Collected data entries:
//! Orchestration states, their successor graph, and task statuses.

use super::{ParseOscStateError, ParseTaskStatusError};
use serde::{Deserialize, Serialize};
use std::fmt;

/// Position of a schedule task inside the schema-change state machine.
///
/// Each state except [`OscState::Complete`] is bound to exactly one action.
/// The successors returned by [`OscState::successors`] are the only results
/// an action in that state may produce.
#[derive(Debug, Clone, Copy, PartialEq, Eq, Hash, Serialize, Deserialize)]
#[serde(rename_all = "SCREAMING_SNAKE_CASE")]
pub enum OscState {
    /// Task is parked, or hands control to the next queued sibling.
    YieldContext,
    /// Ghost table is (re)created and validated against the origin table.
    CreateGhostTables,
    /// Replication into the ghost table is being set up.
    CreateDataTask,
    /// Replication progress is polled until the swap may run.
    MonitorDataTask,
    /// A changed rate limit is pushed to the replication backend.
    ModifyDataTask,
    /// Origin and ghost tables are exchanged by rename.
    SwapTable,
    /// External resources and leftover tables are released.
    CleanResource,
    /// Terminal state; no action is bound to it.
    Complete,
}

impl OscState {
    /// Every state, in pipeline order.
    pub const ALL: [Self; 8] = [
        Self::YieldContext,
        Self::CreateGhostTables,
        Self::CreateDataTask,
        Self::MonitorDataTask,
        Self::ModifyDataTask,
        Self::SwapTable,
        Self::CleanResource,
        Self::Complete,
    ];

    /// Returns the canonical storage representation.
    #[must_use]
    pub const fn as_str(self) -> &'static str {
        match self {
            Self::YieldContext => "YIELD_CONTEXT",
            Self::CreateGhostTables => "CREATE_GHOST_TABLES",
            Self::CreateDataTask => "CREATE_DATA_TASK",
            Self::MonitorDataTask => "MONITOR_DATA_TASK",
            Self::ModifyDataTask => "MODIFY_DATA_TASK",
            Self::SwapTable => "SWAP_TABLE",
            Self::CleanResource => "CLEAN_RESOURCE",
            Self::Complete => "COMPLETE",
        }
    }

    /// Returns the states an action bound to `self` may hand over to.
    ///
    /// Self-loops are listed explicitly; every non-terminal state may jump
    /// straight to [`OscState::Complete`].
    #[must_use]
    pub const fn successors(self) -> &'static [Self] {
        match self {
            Self::YieldContext => &[Self::CreateGhostTables, Self::Complete],
            Self::CreateGhostTables => {
                &[Self::CreateGhostTables, Self::CreateDataTask, Self::Complete]
            }
            Self::CreateDataTask => &[Self::CreateDataTask, Self::MonitorDataTask, Self::Complete],
            Self::MonitorDataTask => &[
                Self::MonitorDataTask,
                Self::ModifyDataTask,
                Self::SwapTable,
                Self::Complete,
            ],
            Self::ModifyDataTask => &[Self::MonitorDataTask, Self::ModifyDataTask, Self::Complete],
            Self::SwapTable => &[Self::SwapTable, Self::CleanResource, Self::Complete],
            Self::CleanResource => &[Self::YieldContext, Self::CleanResource, Self::Complete],
            Self::Complete => &[],
        }
    }

    /// Returns whether `next` is a registered successor of this state.
    #[must_use]
    pub fn can_transition_to(self, next: Self) -> bool {
        self.successors().contains(&next)
    }

    /// Returns whether the state is terminal.
    #[must_use]
    pub const fn is_terminal(self) -> bool {
        matches!(self, Self::Complete)
    }
}

impl fmt::Display for OscState {
    fn fmt(&self, f: &mut fmt::Formatter<'_>) -> fmt::Result {
        f.write_str(self.as_str())
    }
}

impl TryFrom<&str> for OscState {
    type Error = ParseOscStateError;

    fn try_from(value: &str) -> Result<Self, Self::Error> {
        let normalized = value.trim().to_ascii_uppercase();
        Self::ALL
            .into_iter()
            .find(|state| state.as_str() == normalized)
            .ok_or_else(|| ParseOscStateError(value.to_owned()))
    }
}

/// Lifecycle status of a schedule task.
#[derive(Debug, Clone, Copy, PartialEq, Eq, Hash, Serialize, Deserialize)]
#[serde(rename_all = "SCREAMING_SNAKE_CASE")]
pub enum TaskStatus {
    /// Task is queued behind a sibling.
    Preparing,
    /// Task is being driven by the poll loop.
    Running,
    /// Swap finished successfully.
    Done,
    /// A fatal error or expiry ended the task.
    Failed,
    /// An operator cancelled the task.
    Canceled,
    /// An action produced an unregistered successor; polling halts.
    Abnormal,
}

impl TaskStatus {
    /// Returns the canonical storage representation.
    #[must_use]
    pub const fn as_str(self) -> &'static str {
        match self {
            Self::Preparing => "PREPARING",
            Self::Running => "RUNNING",
            Self::Done => "DONE",
            Self::Failed => "FAILED",
            Self::Canceled => "CANCELED",
            Self::Abnormal => "ABNORMAL",
        }
    }

    /// Returns whether the status is terminal (`DONE`, `FAILED`, `CANCELED`).
    #[must_use]
    pub const fn is_terminal(self) -> bool {
        matches!(self, Self::Done | Self::Failed | Self::Canceled)
    }
}

impl fmt::Display for TaskStatus {
    fn fmt(&self, f: &mut fmt::Formatter<'_>) -> fmt::Result {
        f.write_str(self.as_str())
    }
}

impl TryFrom<&str> for TaskStatus {
    type Error = ParseTaskStatusError;

    fn try_from(value: &str) -> Result<Self, Self::Error> {
        let normalized = value.trim().to_ascii_uppercase();
        match normalized.as_str() {
            "PREPARING" => Ok(Self::Preparing),
            "RUNNING" => Ok(Self::Running),
            "DONE" => Ok(Self::Done),
            "FAILED" => Ok(Self::Failed),
            "CANCELED" => Ok(Self::Canceled),
            "ABNORMAL" => Ok(Self::Abnormal),
            _ => Err(ParseTaskStatusError(value.to_owned())),
        }
    }
}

> **Instructions to follow**
Each entry above needs to be retyped exactly.

> **Written solution**
//! Orchestration states, their successor graph, and task statuses.

use super::{ParseOscStateError, ParseTaskStatusError};
use serde::{Deserialize, Serialize};
use std::fmt;

/// Position of a schedule task inside the schema-change state machine.
///
/// Each state except [`OscState::Complete`] is bound to exactly one action.
/// The successors returned by [`OscState::successors`] are the only results
/// an action in that state may produce.
#[derive(Debug, Clone, Copy, PartialEq, Eq, Hash, Serialize, Deserialize)]
#[serde(rename_all = "SCREAMING_SNAKE_CASE")]
pub enum OscState {
    /// Task is parked, or hands control to the next queued sibling.
    YieldContext,
    /// Ghost table is (re)created and validated against the origin table.
    CreateGhostTables,
    /// Replication into the ghost table is being set up.
    CreateDataTask,
    /// Replication progress is polled until the swap may run.
    MonitorDataTask,
    /// A changed rate limit is pushed to the replication backend.
    ModifyDataTask,
    /// Origin and ghost tables are exchanged by rename.
    SwapTable,
    /// External resources and leftover tables are released.
    CleanResource,
    /// Terminal state; no action is bound to it.
    Complete,
}

impl OscState {
    /// Every state, in pipeline order.
    pub const ALL: [Self; 8] = [
        Self::YieldContext,
        Self::CreateGhostTables,
        Self::CreateDataTask,
        Self::MonitorDataTask,
        Self::ModifyDataTask,
        Self::SwapTable,
        Self::CleanResource,
        Self::Complete,
    ];

    /// Returns the canonical storage representation.
    #[must_use]
    pub const fn as_str(self) -> &'static str {
        match self {
            Self::YieldContext => "YIELD_CONTEXT",
            Self::CreateGhostTables => "CREATE_GHOST_TABLES",
            Self::CreateDataTask => "CREATE_DATA_TASK",
            Self::MonitorDataTask => "MONITOR_DATA_TASK",
            Self::ModifyDataTask => "MODIFY_DATA_TASK",
            Self::SwapTable => "SWAP_TABLE",
            Self::CleanResource => "CLEAN_RESOURCE",
            Self::Complete => "COMPLETE",
        }
    }

    /// Returns the states an action bound to `self` may hand over to.
    ///
    /// Self-loops are listed explicitly; every non-terminal state may jump
    /// straight to [`OscState::Complete`].
    #[must_use]
    pub const fn successors(self) -> &'static [Self] {
        match self {
            Self::YieldContext => &[Self::CreateGhostTables, Self::Complete],
            Self::CreateGhostTables => {
                &[Self::CreateGhostTables, Self::CreateDataTask, Self::Complete]
            }
            Self::CreateDataTask => &[Self::CreateDataTask, Self::MonitorDataTask, Self::Complete],
            Self::MonitorDataTask => &[
                Self::MonitorDataTask,
                Self::ModifyDataTask,
                Self::SwapTable,
                Self::Complete,
            ],
            Self::ModifyDataTask => &[Self::MonitorDataTask, Self::ModifyDataTask, Self::Complete],
            Self::SwapTable => &[Self::SwapTable, Self::CleanResource, Self::Complete],
            Self::CleanResource => &[Self::YieldContext, Self::CleanResource, Self::Complete],
            Self::Complete => &[],
        }
    }

    /// Returns whether `next` is a registered successor of this state.
    #[must_use]
    pub fn can_transition_to(self, next: Self) -> bool {
        self.successors().contains(&next)
    }

    /// Returns whether the state is terminal.
    #[must_use]
    pub const fn is_terminal(self) -> bool {
        matches!(self, Self::Complete)
    }
}

impl fmt::Display for OscState {
    fn fmt(&self, f: &mut fmt::Formatter<'_>) -> fmt::Result {
        f.write_str(self.as_str())
    }
}

impl TryFrom<&str> for OscState {
    type Error = ParseOscStateError;

    fn try_from(value: &str) -> Result<Self, Self::Error> {
        let normalized = value.trim().to_ascii_uppercase();
        Self::ALL
            .into_iter()
            .find(|state| state.as_str() == normalized)
            .ok_or_else(|| ParseOscStateError(value.to_owned()))
    }
}

/// Lifecycle status of a schedule task.
#[derive(Debug, Clone, Copy, PartialEq, Eq, Hash, Serialize, Deserialize)]
#[serde(rename_all = "SCREAMING_SNAKE_CASE")]
pub enum TaskStatus {
    /// Task is queued behind a sibling.
    Preparing,
    /// Task is being driven by the poll loop.
    Running,
    /// Swap finished successfully.
    Done,
    /// A fatal error or expiry ended the task.
    Failed,
    /// An operator cancelled the task.
    Canceled,
    /// An action produced an unregistered successor; polling halts.
    Abnormal,
}

impl TaskStatus {
    /// Returns the canonical storage representation.
    #[must_use]
    pub const fn as_str(self) -> &'static str {
        match self {
            Self::Preparing => "PREPARING",
            Self::Running => "RUNNING",
            Self::Done => "DONE",
            Self::Failed => "FAILED",
            Self::Canceled => "CANCELED",
            Self::Abnormal => "ABNORMAL",
        }
    }

    /// Returns whether the status is terminal (`DONE`, `FAILED`, `CANCELED`).
    #[must_use]
    pub const fn is_terminal(self) -> bool {
        matches!(self, Self::Done | Self::Failed | Self::Canceled)
    }
}

impl fmt::Display for TaskStatus {
    fn fmt(&self, f: &mut fmt::Formatter<'_>) -> fmt::Result {
        f.write_str(self.as_str())
    }
}

impl TryFrom<&str> for TaskStatus {
    type Error = ParseTaskStatusError;

    fn try_from(value: &str) -> Result<Self, Self::Error> {
        let normalized = value.trim().to_ascii_uppercase();
        match normalized.as_str() {
            "PREPARING" => Ok(Self::Preparing),
            "RUNNING" => Ok(Self::Running),
            "DONE" => Ok(Self::Done),
            "FAILED" => Ok(Self::Failed),
            "CANCELED" => Ok(Self::Canceled),
            "ABNORMAL" => Ok(Self::Abnormal),
            _ => Err(ParseTaskStatusError(value.to_owned())),
        }
    }
}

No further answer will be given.